AIM OF THE TASK →
Transcribe, exactly as they appear, only the lines from the one holding "state.peers.insert(key, peer.allowed_ips);" through the end of the entries below.

_ _ _ _

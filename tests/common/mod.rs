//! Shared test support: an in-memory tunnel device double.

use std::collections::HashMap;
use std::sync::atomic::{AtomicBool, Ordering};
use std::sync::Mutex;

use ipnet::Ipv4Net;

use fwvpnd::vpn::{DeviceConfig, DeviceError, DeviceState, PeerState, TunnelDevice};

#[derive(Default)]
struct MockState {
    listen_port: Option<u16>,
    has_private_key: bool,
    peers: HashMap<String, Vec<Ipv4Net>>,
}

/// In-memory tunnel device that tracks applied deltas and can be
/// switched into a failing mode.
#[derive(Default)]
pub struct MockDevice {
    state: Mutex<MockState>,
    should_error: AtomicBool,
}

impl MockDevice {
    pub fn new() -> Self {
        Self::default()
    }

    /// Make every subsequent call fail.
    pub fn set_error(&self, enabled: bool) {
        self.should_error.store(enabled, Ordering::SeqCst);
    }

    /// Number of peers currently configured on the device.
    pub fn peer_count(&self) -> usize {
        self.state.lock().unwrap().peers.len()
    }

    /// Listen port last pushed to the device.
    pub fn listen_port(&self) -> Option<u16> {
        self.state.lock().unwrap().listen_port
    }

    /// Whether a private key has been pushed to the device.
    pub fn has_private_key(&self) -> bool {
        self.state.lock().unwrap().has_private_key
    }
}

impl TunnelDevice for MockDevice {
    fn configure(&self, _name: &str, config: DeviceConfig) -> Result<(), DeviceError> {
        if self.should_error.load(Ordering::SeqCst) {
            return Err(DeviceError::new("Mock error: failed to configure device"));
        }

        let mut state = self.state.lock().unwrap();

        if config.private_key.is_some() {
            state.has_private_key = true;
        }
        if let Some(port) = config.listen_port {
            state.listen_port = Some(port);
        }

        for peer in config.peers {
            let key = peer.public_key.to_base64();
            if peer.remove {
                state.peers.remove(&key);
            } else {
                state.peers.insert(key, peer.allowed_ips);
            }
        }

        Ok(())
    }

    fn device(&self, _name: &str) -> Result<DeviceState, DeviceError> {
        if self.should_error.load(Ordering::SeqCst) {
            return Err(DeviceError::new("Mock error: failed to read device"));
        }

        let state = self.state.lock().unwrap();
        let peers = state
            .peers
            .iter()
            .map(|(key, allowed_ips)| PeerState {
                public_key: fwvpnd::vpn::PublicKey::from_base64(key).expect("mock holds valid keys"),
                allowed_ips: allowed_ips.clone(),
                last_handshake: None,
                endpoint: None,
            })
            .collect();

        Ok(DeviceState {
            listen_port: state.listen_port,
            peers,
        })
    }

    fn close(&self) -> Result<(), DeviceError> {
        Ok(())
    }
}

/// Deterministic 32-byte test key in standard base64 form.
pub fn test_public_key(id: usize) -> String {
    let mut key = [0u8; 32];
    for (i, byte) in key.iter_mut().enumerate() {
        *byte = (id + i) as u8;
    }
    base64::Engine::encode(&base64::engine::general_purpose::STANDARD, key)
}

_ _ _ _

REPLY TO THE TASK →
                state.peers.insert(key, peer.allowed_ips);
            }
        }

        Ok(())
    }

    fn device(&self, _name: &str) -> Result<DeviceState, DeviceError> {
        if self.should_error.load(Ordering::SeqCst) {
            return Err(DeviceError::new("Mock error: failed to read device"));
        }

        let state = self.state.lock().unwrap();
        let peers = state
            .peers
            .iter()
            .map(|(key, allowed_ips)| PeerState {
                public_key: fwvpnd::vpn::PublicKey::from_base64(key).expect("mock holds valid keys"),
                allowed_ips: allowed_ips.clone(),
                last_handshake: None,
                endpoint: None,
            })
            .collect();

        Ok(DeviceState {
            listen_port: state.listen_port,
            peers,
        })
    }

    fn close(&self) -> Result<(), DeviceError> {
        Ok(())
    }
}

/// Deterministic 32-byte test key in standard base64 form.
pub fn test_public_key(id: usize) -> String {
    let mut key = [0u8; 32];
    for (i, byte) in key.iter_mut().enumerate() {
        *byte = (id + i) as u8;
    }
    base64::Engine::encode(&base64::engine::general_purpose::STANDARD, key)
}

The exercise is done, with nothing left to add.